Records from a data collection
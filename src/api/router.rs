use std::convert::Infallible;

use warp::{reply::Reply, Filter};

use super::{
    catalog::catalog_routes, recipes::recipe_routes, rejection::handle_rejection,
    state::AppState, users::user_routes,
};

/// Every endpoint, with errors rendered as JSON.
pub fn routes(state: AppState) -> impl Filter<Extract = (impl Reply,), Error = Infallible> + Clone {
    recipe_routes(state.clone())
        .or(user_routes(state.clone()))
        .or(catalog_routes(state))
        .recover(handle_rejection)
        .with(warp::log("foodgram::api"))
}
//! K-means clustering with multiple restarts.

use rand::rngs::StdRng;
use rand::{Rng, SeedableRng};
use sceval_core::{Result, SceError, Summarizable};

use crate::distance::{sq_euclidean, validate_rows};

/// Centroid initialization strategy.
#[derive(Debug, Clone, Copy, PartialEq, Eq, Default)]
#[cfg_attr(feature = "serde", derive(serde::Serialize, serde::Deserialize))]
pub enum KMeansInit {
    /// `k` distinct rows drawn uniformly at random.
    #[default]
    Random,
    /// k-means++ seeding (D² weighting).
    KMeansPlusPlus,
}

/// Configuration for k-means clustering.
///
/// Defaults: random initialization, 50 restarts, 400 Lloyd iterations,
/// seed 197.
#[derive(Debug, Clone)]
#[cfg_attr(feature = "serde", derive(serde::Serialize, serde::Deserialize))]
pub struct KMeansConfig {
    pub n_clusters: usize,
    pub init: KMeansInit,
    /// Number of independent restarts; the run with lowest inertia wins.
    pub n_init: usize,
    pub max_iter: usize,
    pub tolerance: f64,
    pub seed: u64,
}

impl Default for KMeansConfig {
    fn default() -> Self {
        Self {
            n_clusters: 6,
            init: KMeansInit::Random,
            n_init: 50,
            max_iter: 400,
            tolerance: 1e-4,
            seed: 197,
        }
    }
}

impl KMeansConfig {
    /// Same configuration with a different cluster count.
    pub fn with_clusters(&self, n_clusters: usize) -> Self {
        Self {
            n_clusters,
            ..self.clone()
        }
    }
}

/// Result of k-means clustering.
#[derive(Debug, Clone)]
#[cfg_attr(feature = "serde", derive(serde::Serialize, serde::Deserialize))]
pub struct KMeansResult {
    /// Flat centroid data: `n_clusters * n_features` values.
    pub centroids: Vec<f64>,
    /// Cluster label for each data point.
    pub labels: Vec<usize>,
    /// Sum of squared distances to nearest centroid.
    pub inertia: f64,
    /// Number of Lloyd iterations run by the winning restart.
    pub n_iter: usize,
    /// Dimensionality of the data.
    pub n_features: usize,
}

impl KMeansResult {
    /// Number of clusters (centroids) in the fit.
    pub fn n_clusters(&self) -> usize {
        if self.n_features > 0 {
            self.centroids.len() / self.n_features
        } else {
            0
        }
    }
}

impl Summarizable for KMeansResult {
    fn summary(&self) -> String {
        format!(
            "KMeans: k={}, inertia={:.4}, iterations={}",
            self.n_clusters(),
            self.inertia,
            self.n_iter,
        )
    }
}

/// Run k-means clustering on the given data points.
///
/// Runs Lloyd's algorithm `n_init` times from independent initializations and
/// keeps the run with the lowest inertia.
pub fn kmeans(data: &[&[f64]], config: &KMeansConfig) -> Result<KMeansResult> {
    let n = data.len();
    let k = config.n_clusters;

    let dim = validate_rows(data)?;
    if k == 0 {
        return Err(SceError::InvalidInput(
            "n_clusters must be > 0".into(),
        ));
    }
    if k > n {
        return Err(SceError::InvalidInput(format!(
            "n_clusters ({}) > n_samples ({})",
            k, n
        )));
    }
    if config.n_init == 0 {
        return Err(SceError::InvalidInput("n_init must be > 0".into()));
    }
    if config.max_iter == 0 {
        return Err(SceError::InvalidInput("max_iter must be > 0".into()));
    }

    let mut rng = StdRng::seed_from_u64(config.seed);
    let mut best: Option<KMeansResult> = None;

    for _ in 0..config.n_init {
        let centroids = match config.init {
            KMeansInit::Random => init_random(data, k, dim, &mut rng),
            KMeansInit::KMeansPlusPlus => init_plus_plus(data, k, dim, &mut rng),
        };
        let run = lloyd(data, centroids, k, dim, config);
        if best.as_ref().map_or(true, |b| run.inertia < b.inertia) {
            best = Some(run);
        }
    }

    best.ok_or_else(|| SceError::Other("k-means produced no run".into()))
}

fn init_random(data: &[&[f64]], k: usize, dim: usize, rng: &mut StdRng) -> Vec<f64> {
    let mut centroids = Vec::with_capacity(k * dim);
    for idx in rand::seq::index::sample(rng, data.len(), k) {
        centroids.extend_from_slice(data[idx]);
    }
    centroids
}

fn init_plus_plus(data: &[&[f64]], k: usize, dim: usize, rng: &mut StdRng) -> Vec<f64> {
    let n = data.len();
    let mut centroids = vec![0.0; k * dim];
    let first = rng.gen_range(0..n);
    centroids[..dim].copy_from_slice(data[first]);

    let mut dists = vec![f64::INFINITY; n];
    for c in 1..k {
        // Min distance from each point to the centroids chosen so far
        let prev = &centroids[(c - 1) * dim..c * dim];
        for (i, row) in data.iter().enumerate() {
            let d = sq_euclidean(row, prev);
            if d < dists[i] {
                dists[i] = d;
            }
        }
        let total: f64 = dists.iter().sum();
        let chosen = if total == 0.0 {
            // All points coincide with existing centroids
            c % n
        } else {
            let threshold = rng.gen::<f64>() * total;
            let mut cumulative = 0.0;
            let mut chosen = n - 1;
            for (i, &d) in dists.iter().enumerate() {
                cumulative += d;
                if cumulative >= threshold {
                    chosen = i;
                    break;
                }
            }
            chosen
        };
        centroids[c * dim..(c + 1) * dim].copy_from_slice(data[chosen]);
    }
    centroids
}

fn lloyd(
    data: &[&[f64]],
    mut centroids: Vec<f64>,
    k: usize,
    dim: usize,
    config: &KMeansConfig,
) -> KMeansResult {
    let n = data.len();
    let mut labels = vec![0usize; n];
    let mut n_iter = 0;

    for _iter in 0..config.max_iter {
        n_iter += 1;

        assign(data, &centroids, k, dim, &mut labels);

        // Update centroids
        let mut new_centroids = vec![0.0; k * dim];
        let mut counts = vec![0usize; k];
        for (row, &c) in data.iter().zip(&labels) {
            counts[c] += 1;
            for d in 0..dim {
                new_centroids[c * dim + d] += row[d];
            }
        }
        for c in 0..k {
            if counts[c] > 0 {
                let cnt = counts[c] as f64;
                for d in 0..dim {
                    new_centroids[c * dim + d] /= cnt;
                }
            } else {
                // Empty cluster: keep old centroid
                new_centroids[c * dim..(c + 1) * dim]
                    .copy_from_slice(&centroids[c * dim..(c + 1) * dim]);
            }
        }

        let max_shift = (0..k)
            .map(|c| {
                sq_euclidean(
                    &centroids[c * dim..(c + 1) * dim],
                    &new_centroids[c * dim..(c + 1) * dim],
                )
                .sqrt()
            })
            .fold(0.0_f64, f64::max);

        centroids = new_centroids;

        if max_shift < config.tolerance {
            break;
        }
    }

    // Final assignment against the converged centroids
    assign(data, &centroids, k, dim, &mut labels);
    let inertia = data
        .iter()
        .zip(&labels)
        .map(|(row, &c)| sq_euclidean(row, &centroids[c * dim..(c + 1) * dim]))
        .sum();

    KMeansResult {
        centroids,
        labels,
        inertia,
        n_iter,
        n_features: dim,
    }
}

fn assign(data: &[&[f64]], centroids: &[f64], k: usize, dim: usize, labels: &mut [usize]) {
    for (row, label) in data.iter().zip(labels.iter_mut()) {
        let mut best_dist = f64::INFINITY;
        let mut best_c = 0;
        for c in 0..k {
            let d = sq_euclidean(row, &centroids[c * dim..(c + 1) * dim]);
            if d < best_dist {
                best_dist = d;
                best_c = c;
            }
        }
        *label = best_c;
    }
}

◆ Exercise directions ◆
Only the lines from the first line of the records through the line containing "#[derive(Debug, Clone, Copy, PartialEq, Eq, Default)]" should be repeated, exactly as they appear.

◆ Output of the exercise ◆
filename src/api/router.rs
use std::convert::Infallible;

use warp::{reply::Reply, Filter};

use super::{
    catalog::catalog_routes, recipes::recipe_routes, rejection::handle_rejection,
    state::AppState, users::user_routes,
};

/// Every endpoint, with errors rendered as JSON.
pub fn routes(state: AppState) -> impl Filter<Extract = (impl Reply,), Error = Infallible> + Clone {
    recipe_routes(state.clone())
        .or(user_routes(state.clone()))
        .or(catalog_routes(state))
        .recover(handle_rejection)
        .with(warp::log("foodgram::api"))
}
//! K-means clustering with multiple restarts.

use rand::rngs::StdRng;
use rand::{Rng, SeedableRng};
use sceval_core::{Result, SceError, Summarizable};

use crate::distance::{sq_euclidean, validate_rows};

/// Centroid initialization strategy.
#[derive(Debug, Clone, Copy, PartialEq, Eq, Default)]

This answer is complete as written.